For some time now, companies like OpenAI and Google have been touting advanced “reasoning” capabilities as the next big step in their latest AI models. Now, however, a new study by six Apple engineers shows that the mathematical “reasoning” demonstrated by advanced large language models can be extremely fragile and unreliable in the face of seemingly trivial changes in common benchmark problems.
The instability highlighted in these new results helps support previous research suggesting that the LLM’s use of probabilistic pattern matching lacks the formal understanding of the underlying concepts required for truly reliable mathematical reasoning abilities. “Current LLMs are not capable of true logical reasoning,” the researchers hypothesized based on these results. “Instead, they try to replicate the reasoning steps seen in their training data.”
Mix it up
In “GSM-Symbolic: Understanding the Limitations of Mathematical Reasoning in Large Language Models” — currently available as a preprint paper — the six Apple researchers start with the standardized set of more than 8,000 commonly used elementary school-level math word problems on GSM8K as a benchmark for the complex reasoning abilities of modern LLMs. They then take the novel approach of modifying part of this test set to replace dynamically determined names and numbers with new values - so a question about Sophie getting 31 building blocks for her nephew in GSM8K can become in a question about Bill getting 19 building blocks for his brother in the new GSM symbol rating.

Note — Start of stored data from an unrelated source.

//! Repository layer abstractions and persistence implementations.
//!
//! # Responsibility
//! - Define the find/save/count/delete contracts the services depend on.
//! - Isolate SQLite query details from service orchestration.
//! - Translate storage constraint failures into semantic errors.
//!
//! # Invariants
//! - Repository writes call the model `validate()` before SQL mutations.
//! - Read paths reject invalid persisted rows instead of masking them.
//! - UNIQUE and FOREIGN KEY violations surface as dedicated variants, never
//!   as opaque database errors.

use crate::db::DbError;
use crate::model::validation::FieldErrors;
use rusqlite::ErrorCode;
use std::error::Error;
use std::fmt::{Display, Formatter};
use uuid::Uuid;

pub mod category_repo;
pub mod item_repo;

pub type RepoResult<T> = Result<T, RepoError>;

/// Repository error shared by category and item persistence.
#[derive(Debug)]
pub enum RepoError {
    /// Record failed model invariants before write or after read.
    Validation(FieldErrors),
    Db(DbError),
    NotFound(Uuid),
    /// A UNIQUE constraint rejected the write (e.g. duplicate name).
    UniqueViolation(&'static str),
    /// A FOREIGN KEY constraint rejected the write or delete.
    ForeignKeyViolation(&'static str),
    InvalidData(String),
}

impl Display for RepoError {
    fn fmt(&self, f: &mut Formatter<'_>) -> std::fmt::Result {
        match self {
            Self::Validation(err) => write!(f, "{err}"),
            Self::Db(err) => write!(f, "{err}"),
            Self::NotFound(id) => write!(f, "record not found: {id}"),
            Self::UniqueViolation(table) => write!(f, "unique constraint failed on `{table}`"),
            Self::ForeignKeyViolation(table) => {
                write!(f, "foreign key constraint failed on `{table}`")
            }
            Self::InvalidData(message) => write!(f, "invalid persisted data: {message}"),
        }
    }
}

impl Error for RepoError {
    fn source(&self) -> Option<&(dyn Error + 'static)> {
        match self {
            Self::Validation(err) => Some(err),
            Self::Db(err) => Some(err),
            Self::NotFound(_)
            | Self::UniqueViolation(_)
            | Self::ForeignKeyViolation(_)
            | Self::InvalidData(_) => None,
        }
    }
}

impl From<FieldErrors> for RepoError {
    fn from(value: FieldErrors) -> Self {
        Self::Validation(value)
    }
}

impl From<DbError> for RepoError {
    fn from(value: DbError) -> Self {
        Self::Db(value)
    }
}

impl From<rusqlite::Error> for RepoError {
    fn from(value: rusqlite::Error) -> Self {
        Self::Db(DbError::Sqlite(value))
    }
}

/// Maps a failed write on `table` to a semantic error when SQLite reports a
/// constraint violation.
///
/// SQLite reports foreign key failures as `SQLITE_CONSTRAINT_FOREIGNKEY`,
/// except for `ON DELETE RESTRICT` actions, which surface as
/// `SQLITE_CONSTRAINT_TRIGGER` with the foreign key message. Both map to
/// [`RepoError::ForeignKeyViolation`].
pub(crate) fn classify_write_error(table: &'static str, err: rusqlite::Error) -> RepoError {
    if let rusqlite::Error::SqliteFailure(failure, message) = &err {
        if failure.code == ErrorCode::ConstraintViolation {
            match failure.extended_code {
                rusqlite::ffi::SQLITE_CONSTRAINT_UNIQUE => {
                    return RepoError::UniqueViolation(table)
                }
                rusqlite::ffi::SQLITE_CONSTRAINT_FOREIGNKEY => {
                    return RepoError::ForeignKeyViolation(table)
                }
                rusqlite::ffi::SQLITE_CONSTRAINT_TRIGGER
                    if message.as_deref() == Some(FOREIGN_KEY_FAILED) =>
                {
                    return RepoError::ForeignKeyViolation(table)
                }
                _ => {}
            }
        }
    }
    err.into()
}

const FOREIGN_KEY_FAILED: &str = "FOREIGN KEY constraint failed";

pub(crate) fn parse_uuid(table: &str, column: &str, value: &str) -> RepoResult<Uuid> {
    Uuid::parse_str(value).map_err(|_| {
        RepoError::InvalidData(format!("invalid uuid value `{value}` in {table}.{column}"))
    })
}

This approach helps avoid any potential “data pollution” that can result from static GSM8K questions being fed directly into the training data of an AI model. At the same time, these random changes do not change the actual difficulty of the inherent mathematical reasoning at all, meaning that the models should theoretically perform just as well when tested on GSM-Symbolic as GSM8K.
Instead, when the researchers tested more than 20 state-of-the-art GSM-Symbolic LLMs, they found that average accuracy was reduced across the board compared to GSM8K, with a performance drop of between 0.3 percent and 9.2 percent, depending on the model. The results also showed a large deviation in 50 separate series of GSM-Symbolic with different names and values. Differences of up to 15 percent accuracy between the best and worst performances were common within a model, and for some reason changing the numbers resulted in worse accuracy than changing the names.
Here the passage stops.